Malgré l’horreur des actes perpétrés et leur caractère odieux, ce qui vient de se passer en Libye dimanche dernier n’a pas surpris outre mesure. La décapitation de 21 coptes par des groupes terroristes se réclamant de l’Etat islamique, est une marque de fabrique de ces groupes dont la présence porte souvent une signature par le sang.
Un crime qui rappelle, plus que jamais, que la lutte contre ces groupes terroristes devient l’affaire de toute la communauté internationale. Ce n’est que par la coordination des efforts de tous les pays et la mise au point de stratégies de lutte efficaces que le monde pourra espérer échapper à leur menace.

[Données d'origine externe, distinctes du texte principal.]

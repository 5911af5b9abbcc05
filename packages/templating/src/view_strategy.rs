//! View Strategies
//!
//! How a custom element (or a composition) finds its view: an explicit url,
//! the url derived from the model's module id, an already loaded registry
//! entry, inline markup, or no view at all.

use std::cell::RefCell;
use std::rc::Rc;

use smol::future::BoxedLocal;

use crate::behavior::ModelType;
use crate::error::{Result, TemplatingError};
use crate::instructions::ViewCompileInstruction;
use crate::loader::{ResourceLoadContext, TemplateRegistryEntry};
use crate::util::relative_to_file;
use crate::view_engine::{TemplateLocation, ViewEngine};
use crate::view_factory::ViewFactoryRef;

/// `.js`/`.ts` module ids map to a sibling `.html` view
pub fn convert_module_id_to_view_url(module_id: &str) -> String {
    let base = module_id
        .strip_suffix(".js")
        .or_else(|| module_id.strip_suffix(".ts"))
        .unwrap_or(module_id);
    format!("{}.html", base)
}

/// Markup compiled on first use, with its `<require>`-style dependencies
pub struct InlineView {
    markup: String,
    dependencies: Vec<(String, Option<String>)>,
    base_url: String,
    entry: RefCell<Option<Rc<TemplateRegistryEntry>>>,
}

impl InlineView {
    pub fn markup(&self) -> &str {
        &self.markup
    }

    pub fn dependencies(&self) -> &[(String, Option<String>)] {
        &self.dependencies
    }
}

#[derive(Clone)]
pub enum ViewStrategy {
    /// A view url, relative to the owning module
    Use {
        path: String,
        module_id: Option<String>,
        absolute_path: Option<String>,
    },
    /// `some/module.js` uses `some/module.html`
    Conventional { module_id: String, view_url: String },
    NoView,
    TemplateRegistry {
        module_id: Option<String>,
        entry: Rc<TemplateRegistryEntry>,
    },
    Inline(Rc<InlineView>),
}

impl ViewStrategy {
    pub fn use_view(path: &str) -> Self {
        ViewStrategy::Use {
            path: path.to_string(),
            module_id: None,
            absolute_path: None,
        }
    }

    pub fn conventional(module_id: &str) -> Self {
        ViewStrategy::Conventional {
            module_id: module_id.to_string(),
            view_url: convert_module_id_to_view_url(module_id),
        }
    }

    pub fn template_registry(entry: Rc<TemplateRegistryEntry>) -> Self {
        ViewStrategy::TemplateRegistry { module_id: None, entry }
    }

    pub fn inline(markup: &str, dependencies: Vec<(String, Option<String>)>, base_url: &str) -> Self {
        ViewStrategy::Inline(Rc::new(InlineView {
            markup: markup.to_string(),
            dependencies,
            base_url: base_url.to_string(),
            entry: RefCell::new(None),
        }))
    }

    /// The model's own strategy, else the conventional one for its module
    pub fn get_default(model: &ModelType) -> Result<Self> {
        if let Some(strategy) = model.view_strategy() {
            let strategy = strategy.clone();
            return Ok(match model.module_id() {
                Some(module_id) => strategy.with_module_id(module_id),
                None => strategy,
            });
        }

        match model.module_id() {
            Some(module_id) => Ok(ViewStrategy::conventional(module_id)),
            None => Err(TemplatingError::NoDefaultViewStrategy {
                target: model.name().to_string(),
            }),
        }
    }

    pub fn module_id(&self) -> Option<&str> {
        match self {
            ViewStrategy::Use { module_id, .. } => module_id.as_deref(),
            ViewStrategy::Conventional { module_id, .. } => Some(module_id),
            ViewStrategy::TemplateRegistry { module_id, .. } => module_id.as_deref(),
            ViewStrategy::NoView | ViewStrategy::Inline(_) => None,
        }
    }

    /// Fill in the owning module if not already known
    pub fn with_module_id(self, id: &str) -> Self {
        match self {
            ViewStrategy::Use {
                path,
                module_id: None,
                absolute_path,
            } => ViewStrategy::Use {
                path,
                module_id: Some(id.to_string()),
                absolute_path,
            },
            ViewStrategy::TemplateRegistry { module_id: None, entry } => ViewStrategy::TemplateRegistry {
                module_id: Some(id.to_string()),
                entry,
            },
            other => other,
        }
    }

    /// Resolve a `Use` path against `file` once, ahead of loading
    pub fn make_relative_to(&mut self, file: &str) {
        if let ViewStrategy::Use {
            path, absolute_path, ..
        } = self
        {
            *absolute_path = Some(relative_to_file(path, file));
        }
    }

    pub fn load_view_factory(
        &self,
        engine: Rc<ViewEngine>,
        mut instruction: ViewCompileInstruction,
        load_context: Option<Rc<ResourceLoadContext>>,
    ) -> BoxedLocal<Result<Option<ViewFactoryRef>>> {
        instruction.associated_module_id = self.module_id().map(str::to_string);

        let location = match self {
            ViewStrategy::NoView => return Box::pin(async { Ok(None) }),
            ViewStrategy::Use {
                path,
                module_id,
                absolute_path,
            } => {
                let url = absolute_path.clone().unwrap_or_else(|| match module_id {
                    Some(module_id) => relative_to_file(path, module_id),
                    None => path.clone(),
                });
                TemplateLocation::Url(url)
            }
            ViewStrategy::Conventional { view_url, .. } => TemplateLocation::Url(view_url.clone()),
            ViewStrategy::TemplateRegistry { entry, .. } => {
                if let Some(factory) = entry.factory() {
                    return Box::pin(async move { Ok(Some(factory.into())) });
                }
                TemplateLocation::Entry(entry.clone())
            }
            ViewStrategy::Inline(inline) => match inline_entry(&engine, inline) {
                Ok(entry) => {
                    if let Some(factory) = entry.factory() {
                        return Box::pin(async move { Ok(Some(factory.into())) });
                    }
                    TemplateLocation::Entry(entry)
                }
                Err(err) => return Box::pin(async move { Err(err) }),
            },
        };

        Box::pin(async move {
            let factory = engine
                .load_view_factory(location, instruction, load_context)
                .await?;
            Ok(Some(factory))
        })
    }
}

fn inline_entry(engine: &ViewEngine, inline: &InlineView) -> Result<Rc<TemplateRegistryEntry>> {
    if let Some(entry) = inline.entry.borrow().as_ref() {
        return Ok(entry.clone());
    }

    let document = engine.document();
    let entry = TemplateRegistryEntry::new(document.clone(), &inline.base_url);
    entry.set_template(document.create_template_from_markup(&inline.markup)?)?;
    for (src, name) in &inline.dependencies {
        entry.add_dependency(src, name.as_deref());
    }
    *inline.entry.borrow_mut() = Some(entry.clone());
    Ok(entry)
}

impl From<&str> for ViewStrategy {
    fn from(path: &str) -> Self {
        ViewStrategy::use_view(path)
    }
}
//! Templating Errors
//!
//! Fatal configuration, compile and load errors. Lifecycle operations
//! (bind/unbind/attached/detached) never fail; everything else propagates
//! one of these through `Result`.

use std::fmt;

use thiserror::Error;

use crate::dom::markup::ParseError;

/// Resource table a registration conflict happened in
#[derive(Debug, Clone, Copy, PartialEq, Eq)]
pub enum ResourceKind {
    Element,
    Attribute,
    ValueConverter,
}

impl fmt::Display for ResourceKind {
    fn fmt(&self, f: &mut fmt::Formatter<'_>) -> fmt::Result {
        match self {
            ResourceKind::Element => write!(f, "an Element"),
            ResourceKind::Attribute => write!(f, "an Attribute"),
            ResourceKind::ValueConverter => write!(f, "a ValueConverter"),
        }
    }
}

#[derive(Debug, Error)]
pub enum TemplatingError {
    #[error("Attempted to register {kind} when one with the same name already exists. Name: {name}.")]
    DuplicateResource { kind: ResourceKind, name: String },

    #[error("You cannot place a template controller on a surrogate element.")]
    TemplateControllerOnSurrogate,

    #[error("Cannot determine default view strategy for {target}.")]
    NoDefaultViewStrategy { target: String },

    #[error("Change handler {handler} was specified but not declared on {model}.")]
    MissingChangeHandler { handler: String, model: String },

    #[error("No view model found in module \"{module}\".")]
    NoViewModel { module: String },

    #[error("'{name}' is not a valid {kind} name. Upper-case letters are not allowed because the DOM is not case-sensitive.")]
    InvalidBehaviorName { name: String, kind: &'static str },

    #[error("Template markup must be wrapped in a <template> element e.g. <template> <!-- markup here --> </template>")]
    MissingTemplateElement,

    #[error(transparent)]
    Markup(#[from] ParseError),

    #[error("Module \"{0}\" could not be found.")]
    ModuleNotFound(String),

    #[error("Template \"{0}\" could not be found.")]
    TemplateNotFound(String),

    #[error("<require> element in {0} has no \"from\" attribute.")]
    MissingRequireSource(String),

    #[error("The view factory for \"{0}\" has not finished loading.")]
    UnresolvedViewFactory(String),

    #[error("Behavior \"{0}\" was used before it was initialized.")]
    UninitializedBehavior(String),

    #[error("Loading \"{0}\" failed earlier.")]
    LoadFailed(String),

    #[error("Invalid view cache size \"{0}\".")]
    InvalidCacheSize(String),

    #[error("Invalid selector \"{selector}\": {reason}")]
    InvalidSelector { selector: String, reason: String },

    #[error("Invalid configuration: {0}")]
    Config(#[from] serde_json::Error),
}

pub type Result<T> = std::result::Result<T, TemplatingError>;
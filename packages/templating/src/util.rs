//! Utilities
//!
//! Naming conventions, module-relative paths and id allocation.

use std::cell::Cell;

use once_cell::sync::Lazy;
use regex::Regex;

static CAPITAL_MATCHER: Lazy<Regex> = Lazy::new(|| Regex::new(r"([A-Z])").unwrap());

/// Convert a class-style name into its DOM form: `MyPanel` -> `my-panel`
pub fn hyphenate(name: &str) -> String {
    let mut chars = name.chars();
    let first = match chars.next() {
        Some(c) => c.to_lowercase().collect::<String>(),
        None => return String::new(),
    };
    let rest: String = chars.collect();
    let lowered_head = format!("{}{}", first, rest);

    CAPITAL_MATCHER
        .replace_all(&lowered_head, |caps: &regex::Captures| {
            format!("-{}", caps[1].to_lowercase())
        })
        .into_owned()
}

/// Lower the first letter: `DateFormat` -> `dateFormat`
pub fn camel_case(name: &str) -> String {
    let mut chars = name.chars();
    match chars.next() {
        Some(first) => first.to_lowercase().chain(chars).collect(),
        None => String::new(),
    }
}

/// Resolve `name` against the directory of `file` when it is relative (`./`, `../`)
pub fn relative_to_file(name: &str, file: &str) -> String {
    let mut name_parts: Vec<String> = name.trim().split('/').map(str::to_string).collect();

    let is_relative = name_parts
        .first()
        .map(|part| part.starts_with('.'))
        .unwrap_or(false);

    if is_relative && !file.is_empty() {
        let file_parts: Vec<&str> = file.split('/').collect();
        let base: Vec<String> = file_parts[..file_parts.len() - 1]
            .iter()
            .map(|s| s.to_string())
            .collect();
        name_parts.splice(0..0, base);
    }

    trim_dots(&mut name_parts);
    name_parts.join("/")
}

fn trim_dots(parts: &mut Vec<String>) {
    let mut i: isize = 0;

    while (i as usize) < parts.len() {
        let idx = i as usize;
        if parts[idx] == "." {
            parts.remove(idx);
            i -= 1;
        } else if parts[idx] == ".." {
            let keep = idx == 0
                || (idx == 1 && parts.get(2).map(String::as_str) == Some(".."))
                || parts[idx - 1] == "..";
            if !keep {
                parts.drain(idx - 1..=idx);
                i -= 2;
            }
        }
        i += 1;
    }
}

/// Monotonic id source owned by a single compiler or container tree
#[derive(Debug, Default)]
pub struct IdAllocator {
    last: Cell<u32>,
}

impl IdAllocator {
    pub fn new() -> Self {
        IdAllocator { last: Cell::new(0) }
    }

    pub fn next(&self) -> u32 {
        let next = self.last.get() + 1;
        self.last.set(next);
        next
    }
}
//! Animator
//!
//! Enter/leave hooks run by view slots around node insertion and removal,
//! and the `Completion` handle slot operations return when they may finish
//! asynchronously.

use smol::channel::Receiver;
use smol::future::{self, BoxedLocal};

use crate::dom::{Document, NodeId};

/// Marker class that makes a view's first element animatable
pub const ANIMATABLE_CLASS: &str = "au-animate";

pub trait Animator {
    /// Resolves `true` when an animation actually ran
    fn enter(&self, document: &Document, element: NodeId) -> BoxedLocal<bool>;

    fn leave(&self, document: &Document, element: NodeId) -> BoxedLocal<bool>;

    fn add_class(&self, document: &Document, element: NodeId, class: &str) -> BoxedLocal<bool> {
        document.add_class(element, class);
        Box::pin(future::ready(false))
    }

    fn remove_class(&self, document: &Document, element: NodeId, class: &str) -> BoxedLocal<bool> {
        document.remove_class(element, class);
        Box::pin(future::ready(false))
    }
}

/// Default animator; completes immediately without animating
#[derive(Debug, Default, Clone, Copy)]
pub struct NoopAnimator;

impl Animator for NoopAnimator {
    fn enter(&self, _document: &Document, _element: NodeId) -> BoxedLocal<bool> {
        Box::pin(future::ready(false))
    }

    fn leave(&self, _document: &Document, _element: NodeId) -> BoxedLocal<bool> {
        Box::pin(future::ready(false))
    }
}

/// Outcome of a slot operation: available now, or delivered once a spawned
/// continuation finishes on the task queue
#[derive(Debug)]
pub enum Completion<T> {
    Ready(T),
    Pending(Receiver<T>),
}

impl<T> Completion<T> {
    pub fn is_pending(&self) -> bool {
        matches!(self, Completion::Pending(_))
    }

    /// The value if it is already available
    pub fn now(self) -> Option<T> {
        match self {
            Completion::Ready(value) => Some(value),
            Completion::Pending(rx) => rx.try_recv().ok(),
        }
    }

    /// Wait for the value; `None` if the continuation was dropped
    pub async fn wait(self) -> Option<T> {
        match self {
            Completion::Ready(value) => Some(value),
            Completion::Pending(rx) => rx.recv().await.ok(),
        }
    }
}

Avec la tournure dramatique prise par les événements, l’inquiétude prend la place de l’espoir d’un règlement pacifique de la situation dans ce pays qui nous est très proche par l’histoire et la géographie.
Maintenant, c’est la sécurité de notre pays qui risque d’en pâtir par l’exacerbation des luttes qui divisent les factions armées en Libye et par le danger que représentent ces groupes terroristes qui ne reculent devant rien pour déstabiliser l’unité et la sécurité de notre pays.
Même si les « Daech » sont encore loin de nos portes, la Tunisie est en train de prendre la mesure du risque qui provient de ces groupes surarmés et très mobiles. Tout en condamnant le « crime odieux » perpétré par l’organisation terroriste, la Tunisie redouble de vigilance et se prépare à faire face à la menace.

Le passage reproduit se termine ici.